El alquimista y el pan

Había dedicado años a estudiar las harinas que finalmente harían posible su pan. Ya no recordaba sus inicios como aprendiz, cuando mezclaba toda clase de ingredientes sin haber participado en su selección; cuando asomarse a un horno no tenía nada de especial, más allá de hacerlo siempre de noche. A medida que los años se sucedían, la vida lo llevaba de despacho en despacho y le robaba todas las lunas, desde las llenas hasta las menguantes, porque la Luna nunca censuró al pan, como sí hacía con el pescado, tímido y difícil de apresar cuando las mareas se antojan imposibles. Aquellas horas frente al horno no se quedaban únicamente en vigilia. Fueron horas de forja, en las que advertía cómo el pan sí crecía burlándose de las lunas y de las mareas, cómo el pan se burlaba también de su sueño, que de tanto hacerlo terminó por robárselo. Ahora es un panadero sin sueño, con sueños todos los días. Y por eso dedica el ritmo de las noches a mezclar las harinas que la industria no echó en falta y que los artesanos rebuscan en viejos molinos que se resisten a los tiempos de entrada y salida en trabajo y en cadenas.

Persiguió durante esas noches texturas casi posibles, mientras le venían a la cabeza los delirios de un alquimista  leídos a fuego en El Perfume. Recuerdo escucharlo hablando de aquel libro, años antes de enfrentarse a un horno nocturno. Tal vez entonces ya llevaba en su corazón ese aliento que lo empujó, finalmente, a asistir a sus creaciones como un padre asiste al nacimiento de sus hijos. Perseguía el pan perfecto, el sabor perfecto que nadie pudiera refutar. Como alquimista metódico, estudió los procesos que terminaban resultando en aquel polvo ocre, tostado, viejo y único que, combinado en las justas proporciones, llevaría la felicidad escondida debajo de una corteza perfecta.  Buscaba el pan de la vida que llevara a la muerte por el camino más largo y con el mayor número de paradas posible.

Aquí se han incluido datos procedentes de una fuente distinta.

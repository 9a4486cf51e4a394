#![cfg_attr(coverage_nightly, feature(coverage_attribute))]

//! Core data model for elmgraph.
//!
//! Two layers:
//! - **Query layer** (`query`): the resolved query intel tree produced by
//!   the schema/query parsing front end, consumed read-only by the
//!   codegen pass
//! - **Configuration layer** (`options`): user options and their
//!   finalized defaults, plus Elm identifier casing rules (`utils`)

pub mod options;
pub mod query;
pub mod utils;

#[cfg(test)]
mod query_tests;

pub use options::{FinalOptions, Options, TypeMapping, TypeMappings};
pub use query::{
    ItemId, QueryInputItem, QueryIntel, QueryOutputItem, TypeCategory, TypeRef, parse_query_intel,
};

El fruto de su esfuerzo ha llegado esta noche. Sentado frente al horno, se pregunta si podría hacer algo más. Si pudiera estar dentro, vigilando su crecimiento, observando la quiebra de la corteza, carnosa y reveladora. Si pudiera contener la implosión de lo blanco y detener su crecimiento a las puertas de lo tostado. Tenía que esperar al momento justo. Lo que allí dentro se fraguaba correspondía al destino vomitarlo del fuego. Las horas que han transcurrido han dado para revolver los viejos sueños y volverlos a mezclar de nuevo en una madre que fermenta las risas y los lamentos, la vida misma antes, ahora y después, los olvidos y los reencuentros. Dentro del horno esta noche se ha cocinado el pan perfecto. Fuera de él, a sus puertas, él ha completado una masa definitiva que le permite seguir siendo lo que ha trabajado durante todos estos años. El alquimista ha llegado para quedarse y conoce cómo se elabora el pan perfecto. Tan solo nos queda, probarlo.

Dedicado a mi amigo Nicolás. El alquimista perfecto. Panadero de profesión y pasión.